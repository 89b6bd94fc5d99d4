//! Analytics session
//!
//! One owned instance per account. Price samples and confirmed trades enter
//! through `record_sample` and `record_trade`; everything else is a read
//! accessor or a change to the session's own alert/order/quote books.
//!
//! Each component sits behind its own `RwLock`, so readers of one instrument
//! or component never observe a half-applied update.

use rust_decimal::Decimal;
use serde::{Deserialize, Serialize};
use std::collections::HashMap;
use std::sync::{PoisonError, RwLock, RwLockReadGuard, RwLockWriteGuard};
use tracing::{debug, info};

use crate::alerts::{AlertBook, AlertCondition, PriceAlert};
use crate::cache::{MarketQuote, QuoteCache, QuoteCacheConfig};
use crate::error::Result;
use crate::indicators::{IndicatorSeries, IndicatorSnapshot};
use crate::orders::{BookDepth, LimitOrder, OrderBook, OrderStats};
use crate::pool::{ConstantProductPool, SwapDirection};
use crate::portfolio::{Ledger, PortfolioSnapshot, PortfolioStats, PositionView, TradeView};
use crate::risk::{SlippageConfig, SlippageConfigUpdate, SlippageEstimator, SlippageRecommendation};
use crate::series::{PriceSeriesAggregator, SeriesConfig};
use crate::types::{Candle, InstrumentId, PriceSample, Side, Timeframe, TradeRecord};

fn read<T>(lock: &RwLock<T>) -> RwLockReadGuard<'_, T> {
    lock.read().unwrap_or_else(PoisonError::into_inner)
}

fn write<T>(lock: &RwLock<T>) -> RwLockWriteGuard<'_, T> {
    lock.write().unwrap_or_else(PoisonError::into_inner)
}

#[derive(Debug, Clone, Default, Deserialize)]
#[serde(default)]
pub struct SessionConfig {
    pub series: SeriesConfig,
    pub slippage: SlippageConfig,
    pub quote_cache: QuoteCacheConfig,
}

/// Per-instrument market view for dashboards
#[derive(Debug, Clone, PartialEq, Serialize, Deserialize)]
pub struct MarketSummary {
    pub instrument: InstrumentId,
    pub timeframe: Timeframe,
    pub latest_price: Option<Decimal>,
    pub price_change_pct: Decimal,
    pub high_24h: Decimal,
    pub low_24h: Decimal,
    pub candles: usize,
    pub volatility_pct: f64,
    pub indicators: IndicatorSnapshot,
}

/// Alerts and order fills produced by one evaluation pass
#[derive(Debug, Clone, Default, PartialEq, Eq)]
pub struct Triggers {
    pub alerts: Vec<PriceAlert>,
    pub fills: Vec<LimitOrder>,
}

impl Triggers {
    pub fn is_empty(&self) -> bool {
        self.alerts.is_empty() && self.fills.is_empty()
    }
}

pub struct AnalyticsSession {
    slippage_config: RwLock<SlippageConfig>,
    series: RwLock<PriceSeriesAggregator>,
    estimators: RwLock<HashMap<InstrumentId, SlippageEstimator>>,
    ledger: RwLock<Ledger>,
    alerts: RwLock<AlertBook>,
    orders: RwLock<OrderBook>,
    quotes: RwLock<QuoteCache>,
}

impl AnalyticsSession {
    pub fn new(config: SessionConfig) -> Self {
        Self {
            slippage_config: RwLock::new(config.slippage),
            series: RwLock::new(PriceSeriesAggregator::new(config.series)),
            estimators: RwLock::new(HashMap::new()),
            ledger: RwLock::new(Ledger::new()),
            alerts: RwLock::new(AlertBook::new()),
            orders: RwLock::new(OrderBook::new()),
            quotes: RwLock::new(QuoteCache::new(config.quote_cache)),
        }
    }

    // ─────────────────────────────────────────────────────────────
    // Price samples
    // ─────────────────────────────────────────────────────────────

    /// Feed a price sample to the candle series, the instrument's volatility
    /// window and the ledger's mark price. Returns the candle it completed.
    pub fn record_sample(
        &self,
        instrument: &InstrumentId,
        sample: PriceSample,
    ) -> Result<Option<Candle>> {
        let completed = write(&self.series).record_sample(instrument, sample)?;

        let config = self.slippage_config();
        write(&self.estimators)
            .entry(instrument.clone())
            .or_insert_with(|| SlippageEstimator::new(config))
            .record_sample(sample)?;

        let latest = read(&self.series).latest_price(instrument);
        if let Some(price) = latest {
            write(&self.ledger).mark_price(instrument, price)?;
        }

        Ok(completed)
    }

    /// Check alerts and pending limit orders against the latest price
    pub fn evaluate(&self, instrument: &InstrumentId, now: i64) -> Triggers {
        let Some(price) = self.latest_price(instrument) else {
            return Triggers::default();
        };
        let triggers = Triggers {
            alerts: write(&self.alerts).check(instrument, price, now),
            fills: write(&self.orders).check_fills(instrument, price, now),
        };
        if !triggers.is_empty() {
            debug!(
                %instrument,
                %price,
                alerts = triggers.alerts.len(),
                fills = triggers.fills.len(),
                "Evaluation produced triggers"
            );
        }
        triggers
    }

    pub fn set_timeframe(&self, timeframe: Timeframe) {
        write(&self.series).set_timeframe(timeframe);
    }

    pub fn set_timeframe_str(&self, label: &str) -> Result<()> {
        write(&self.series).set_timeframe_str(label)
    }

    pub fn timeframe(&self) -> Timeframe {
        read(&self.series).timeframe()
    }

    pub fn candles(&self, instrument: &InstrumentId) -> Vec<Candle> {
        read(&self.series).candles(instrument)
    }

    pub fn indicators(&self, instrument: &InstrumentId) -> IndicatorSeries {
        read(&self.series).indicators(instrument)
    }

    pub fn price_change_pct(&self, instrument: &InstrumentId) -> Decimal {
        read(&self.series).price_change_pct(instrument)
    }

    pub fn high_24h(&self, instrument: &InstrumentId) -> Decimal {
        read(&self.series).high_24h(instrument)
    }

    pub fn low_24h(&self, instrument: &InstrumentId) -> Decimal {
        read(&self.series).low_24h(instrument)
    }

    pub fn latest_price(&self, instrument: &InstrumentId) -> Option<Decimal> {
        read(&self.series).latest_price(instrument)
    }

    pub fn instruments(&self) -> Vec<InstrumentId> {
        read(&self.series).instruments()
    }

    pub fn market_summary(&self, instrument: &InstrumentId) -> MarketSummary {
        let (timeframe, latest_price, change, high, low, candles, indicators) = {
            let series = read(&self.series);
            let candles = series.candles(instrument);
            (
                series.timeframe(),
                series.latest_price(instrument),
                series.price_change_pct(instrument),
                series.high_24h(instrument),
                series.low_24h(instrument),
                candles.len(),
                IndicatorSeries::from_candles(&candles).latest(),
            )
        };
        let volatility_pct = read(&self.estimators)
            .get(instrument)
            .map_or(0.0, SlippageEstimator::volatility_pct);

        MarketSummary {
            instrument: instrument.clone(),
            timeframe,
            latest_price,
            price_change_pct: change,
            high_24h: high,
            low_24h: low,
            candles,
            volatility_pct,
            indicators,
        }
    }

    // ─────────────────────────────────────────────────────────────
    // Slippage
    // ─────────────────────────────────────────────────────────────

    pub fn estimate_slippage(
        &self,
        instrument: &InstrumentId,
        trade_amount: Decimal,
        pool_reserve: Decimal,
    ) -> SlippageRecommendation {
        if let Some(estimator) = read(&self.estimators).get(instrument) {
            return estimator.estimate(trade_amount, pool_reserve);
        }
        SlippageEstimator::new(self.slippage_config()).estimate(trade_amount, pool_reserve)
    }

    pub fn estimate_slippage_for_pool(
        &self,
        instrument: &InstrumentId,
        amount_in: Decimal,
        pool: &ConstantProductPool,
        direction: SwapDirection,
    ) -> SlippageRecommendation {
        let (reserve_in, _) = pool.reserves(direction);
        self.estimate_slippage(instrument, amount_in, reserve_in)
    }

    pub fn slippage_config(&self) -> SlippageConfig {
        read(&self.slippage_config).clone()
    }

    /// Apply a partial config override to the session and every estimator
    pub fn update_slippage_config(&self, update: &SlippageConfigUpdate) {
        write(&self.slippage_config).apply(update);
        for estimator in write(&self.estimators).values_mut() {
            estimator.update_config(update);
        }
    }

    // ─────────────────────────────────────────────────────────────
    // Portfolio
    // ─────────────────────────────────────────────────────────────

    /// Record a confirmed trade
    pub fn record_trade(&self, trade: TradeRecord) -> Result<PositionView> {
        write(&self.ledger).record_trade(trade)
    }

    pub fn position(&self, instrument: &InstrumentId) -> Option<PositionView> {
        read(&self.ledger).position(instrument)
    }

    pub fn positions(&self) -> Vec<PositionView> {
        read(&self.ledger).positions()
    }

    pub fn portfolio_stats(&self) -> PortfolioStats {
        read(&self.ledger).stats()
    }

    pub fn trade_history(&self, limit: Option<usize>) -> Vec<TradeView> {
        read(&self.ledger).trade_history(limit)
    }

    pub fn export_snapshot(&self) -> PortfolioSnapshot {
        let snapshot = read(&self.ledger).export_snapshot();
        info!(
            trades = snapshot.trades.len(),
            positions = snapshot.positions.len(),
            "Portfolio snapshot exported"
        );
        snapshot
    }

    pub fn restore_snapshot(&self, snapshot: &PortfolioSnapshot) -> Result<()> {
        write(&self.ledger).restore(snapshot)
    }

    // ─────────────────────────────────────────────────────────────
    // Alerts
    // ─────────────────────────────────────────────────────────────

    pub fn create_alert(
        &self,
        instrument: &InstrumentId,
        condition: AlertCondition,
        target_price: Decimal,
        message: impl Into<String>,
        now: i64,
    ) -> Result<String> {
        write(&self.alerts).create(instrument, condition, target_price, message, now)
    }

    pub fn toggle_alert(&self, id: &str) -> Result<bool> {
        write(&self.alerts).toggle(id)
    }

    pub fn delete_alert(&self, id: &str) -> Result<PriceAlert> {
        write(&self.alerts).delete(id)
    }

    pub fn reset_alert(&self, id: &str) -> Result<()> {
        write(&self.alerts).reset(id)
    }

    pub fn clear_triggered_alerts(&self) -> usize {
        write(&self.alerts).clear_triggered()
    }

    pub fn alerts(&self) -> Vec<PriceAlert> {
        read(&self.alerts).alerts().to_vec()
    }

    /// (active, triggered)
    pub fn alert_counts(&self) -> (usize, usize) {
        let alerts = read(&self.alerts);
        (alerts.active_count(), alerts.triggered_count())
    }

    // ─────────────────────────────────────────────────────────────
    // Limit orders
    // ─────────────────────────────────────────────────────────────

    pub fn place_order(
        &self,
        instrument: &InstrumentId,
        side: Side,
        amount: Decimal,
        price: Decimal,
        now: i64,
        expires_at: Option<i64>,
    ) -> Result<String> {
        write(&self.orders).create(instrument, side, amount, price, now, expires_at)
    }

    pub fn cancel_order(&self, id: &str, now: i64) -> Result<bool> {
        write(&self.orders).cancel(id, now)
    }

    pub fn orders(&self) -> Vec<LimitOrder> {
        read(&self.orders).orders().to_vec()
    }

    pub fn order_book(&self, instrument: &InstrumentId) -> BookDepth {
        read(&self.orders).depth(instrument)
    }

    pub fn order_stats(&self) -> OrderStats {
        read(&self.orders).stats()
    }

    // ─────────────────────────────────────────────────────────────
    // Quote cache
    // ─────────────────────────────────────────────────────────────

    pub fn cache_quote(&self, quote: MarketQuote) {
        let key = quote.symbol.clone();
        let at = quote.updated_at;
        write(&self.quotes).insert_at(key, quote, at);
    }

    pub fn cached_quote(&self, symbol: &str, now: i64) -> Option<MarketQuote> {
        read(&self.quotes).get_at(&symbol.to_string(), now)
    }

    pub fn purge_quotes(&self, now: i64) -> usize {
        write(&self.quotes).purge_expired(now)
    }

    /// Reset every component of the session
    pub fn clear(&self) {
        write(&self.series).clear();
        write(&self.estimators).clear();
        write(&self.ledger).clear();
        write(&self.alerts).clear();
        write(&self.orders).clear();
        write(&self.quotes).clear();
        info!("Session cleared");
    }
}

impl Default for AnalyticsSession {
    fn default() -> Self {
        Self::new(SessionConfig::default())
    }
}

:::::

### Required work
When the word "RwLockWriteGuard" appears in a line of the listing, copy that line.

### Written response
use std::sync::{PoisonError, RwLock, RwLockReadGuard, RwLockWriteGuard};
fn write<T>(lock: &RwLock<T>) -> RwLockWriteGuard<'_, T> {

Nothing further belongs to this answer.